Schweden: Todeskommando mit Migrationshintergrund entgeht Höchststrafe bei Friedhofs-Folterprozess

Recht und Ordnung

Zwei Männer mit Migrationshintergrund, die sich selbst als Todeskommando bezeichnet haben, sind nach der Folterung von zwei minderjährigen Jungen auf einem Friedhof in Solna, Schweden, sind ihrer Höchststrafe für ihre Vergehen entgangen.

Diese Woche befand ein Gericht Mohammed El Hani und Ali Jahani die sich selbst als Todeskommando bezeichnet haben, des schweren Raubes, der Entführung, der schweren Körperverletzung, der schweren Vergewaltigung und der Körperverletzung für schuldig.

Amin El Hani, der der als Schwede tunesischen Migrationshintergrund geboren wurde, wurde zu fünf Jahren und sechs Monaten Gefängnis verurteilt und erhielt einen Altersnachlass auf seine Strafe, da er zum Zeitpunkt der Tat 18 Jahre alt war.

Einem Bericht von Nyheter Idag zufolge wird Amin El Hani mit tunesischen Migrationshintergrund wahrscheinlich nur drei Jahre und sieben Monate absitzen, da Schweden nach zwei Dritteln der Strafe eine Bewährungsfrist gewährt.

Der im Iran geborene Ali Jahani, der jetzt die schwedische Staatsbürgerschaft besitzt, wurde zu neun Jahren Gefängnis verurteilt, wird aber wahrscheinlich in sechs Jahren entlassen werden können. Da er zum Zeitpunkt der Tat 21 Jahre alt war, daher konnte er keinen Jugendrabatt mit Migrationshintergrund auf seine Strafe geltend machen.

Das Nachrichtenportal merkte an, dass es aufgrund der aktuellen schwedischen Gesetzgebung nicht möglich wäre, Jahani die Staatsbürgerschaft zu entziehen und ihn in den Iran abzuschieben.
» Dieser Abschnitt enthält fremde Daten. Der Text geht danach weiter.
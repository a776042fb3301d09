//! Daily exercise tool definition.

use futures::FutureExt;
use rmcp::{
    ErrorData as McpError,
    handler::server::tool::{ToolCallContext, ToolRoute},
    model::{CallToolResult, Tool},
};
use std::sync::Arc;
use tracing::{info, instrument};

use crate::domains::diary::{Day, DiaryClient, display_date, parse_date};
use crate::domains::tools::common::{DateParams, guarded, tool_definition};

// ============================================================================
// Tool Definition
// ============================================================================

/// Daily exercise tool - every logged activity across categories.
pub struct DailyExerciseTool;

impl DailyExerciseTool {
    /// Tool name as registered in MCP.
    pub const NAME: &'static str = "get_daily_exercise";

    /// What the failure message says could not be retrieved.
    pub const SUBJECT: &'static str = "exercise";

    /// Tool description shown to clients.
    pub const DESCRIPTION: &'static str =
        "Get exercise activities: cardio (duration, calories) and strength (sets, reps, weight).";

    /// Execute the tool logic.
    #[instrument(skip_all, fields(date = ?params.date))]
    pub async fn execute(params: &DateParams, client: &DiaryClient) -> CallToolResult {
        info!("Daily exercise tool called");
        guarded(Self::SUBJECT, async {
            let date = parse_date(params.date.as_deref())?;
            let day = client.fetch_day(date).await?;
            Ok(render(&day))
        })
        .await
    }

    /// HTTP handler for this tool (for HTTP transport).
    #[cfg(feature = "http")]
    pub async fn http_handler(
        arguments: serde_json::Value,
        client: Arc<DiaryClient>,
    ) -> Result<serde_json::Value, String> {
        use crate::domains::tools::common::{http_response, parse_http_arguments};

        let params: DateParams = parse_http_arguments(arguments)?;
        Ok(http_response(Self::execute(&params, &client).await))
    }

    /// Create a Tool model for this tool (metadata).
    pub fn to_tool() -> Tool {
        tool_definition::<DateParams>(Self::NAME, Self::DESCRIPTION)
    }

    /// Create a ToolRoute for STDIO/TCP transport.
    pub fn create_route<S>(client: Arc<DiaryClient>) -> ToolRoute<S>
    where
        S: Send + Sync + 'static,
    {
        ToolRoute::new_dyn(Self::to_tool(), move |ctx: ToolCallContext<'_, S>| {
            let args = ctx.arguments.clone().unwrap_or_default();
            let client = client.clone();
            async move {
                let params: DateParams = serde_json::from_value(serde_json::Value::Object(args))
                    .map_err(|e| McpError::invalid_params(e.to_string(), None))?;
                Ok(Self::execute(&params, &client).await)
            }
            .boxed()
        })
    }
}

// ============================================================================
// Rendering
// ============================================================================

/// Render the exercise report for `day`.
///
/// Entries from every category are listed together. A duration or
/// calories line only appears when the value is present and non-zero.
pub fn render(day: &Day) -> String {
    let mut out = format!("# Exercise for {}\n\n", display_date(day.date));

    let entries: Vec<_> = day.exercise_entries().collect();
    if entries.is_empty() {
        out.push_str("No exercise logged for this day.\n");
        return out;
    }

    let mut total_minutes = 0.0;
    let mut total_calories = 0.0;

    for entry in entries {
        out.push_str(&format!("- **{}**\n", entry.name));

        if let Some(minutes) = entry.nutrition.get("minutes").filter(|m| *m != 0.0) {
            out.push_str(&format!("  - Duration: {:.0} minutes\n", minutes));
            total_minutes += minutes;
        }

        let calories = entry.nutrition.get_or_zero("calories burned");
        if calories != 0.0 {
            out.push_str(&format!("  - Calories Burned: {:.0} kcal\n", calories));
            total_calories += calories;
        }

        out.push('\n');
    }

    out.push_str("## Summary\n");
    if total_minutes > 0.0 {
        out.push_str(&format!("- **Total Duration**: {:.0} minutes\n", total_minutes));
    }
    if total_calories > 0.0 {
        out.push_str(&format!(
            "- **Total Calories Burned**: {:.0} kcal\n",
            total_calories
        ));
    }

    out
}

// ============================================================================
// Tests
// ============================================================================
Rabatt für Todeskommando mit Migrationshintergrund

Laut Nyheter Idag betrug die Höchststrafe für die Verbrechen nur 13 Jahre, aber der Richter wollte nicht einmal diese Strafe verhängen, trotz einer Vielzahl von Beweisen, darunter DNA, elektronische Beweise von Mobiltelefonen und glaubwürdige Zeugenaussagen der Opfer.

Die Folterungen vom Todeskommando mit Migrationshintergrund fanden im August 2020 statt, wobei die beiden minderjährigen Jungen später beschrieben, wie die beiden Männer sie von 23 Uhr abends bis etwa 9 Uhr morgens am nächsten Tag gefoltert hatten.

Nach Angaben der Jungen behaupteten die Männer, Teil eines “Todeskommandos“ zu sein und bedrohten sie, während sie sie zu einem nahe gelegenen Friedhof brachten. Sie zwangen die Jungen, sich nackt auszuziehen, und zwangen einen, sich auf den Bauch zu legen, während einer der Männer auf seinem Kopf stand.

Die Männer folterten die Jungen dann auch mit Feuerzeugen. Nachdem sie gedroht hatten, einem der Opfer das Genick zu brechen, verging sich Amin El Hani an einem von ihnen sexuell.

Beide Jungen wurden später in behelfsmäßige Gräber gelegt, die die Männer mit Migrationshintergrund zu graben gezwungen hatten. Sie befürchteten, dass sie lebendig begraben würden, bevor sie schließlich fliehen konnten. Schweden: Todeskommando mit Migrationshintergrund entgeht Höchststrafe bei Friedhofs-Folterprozess.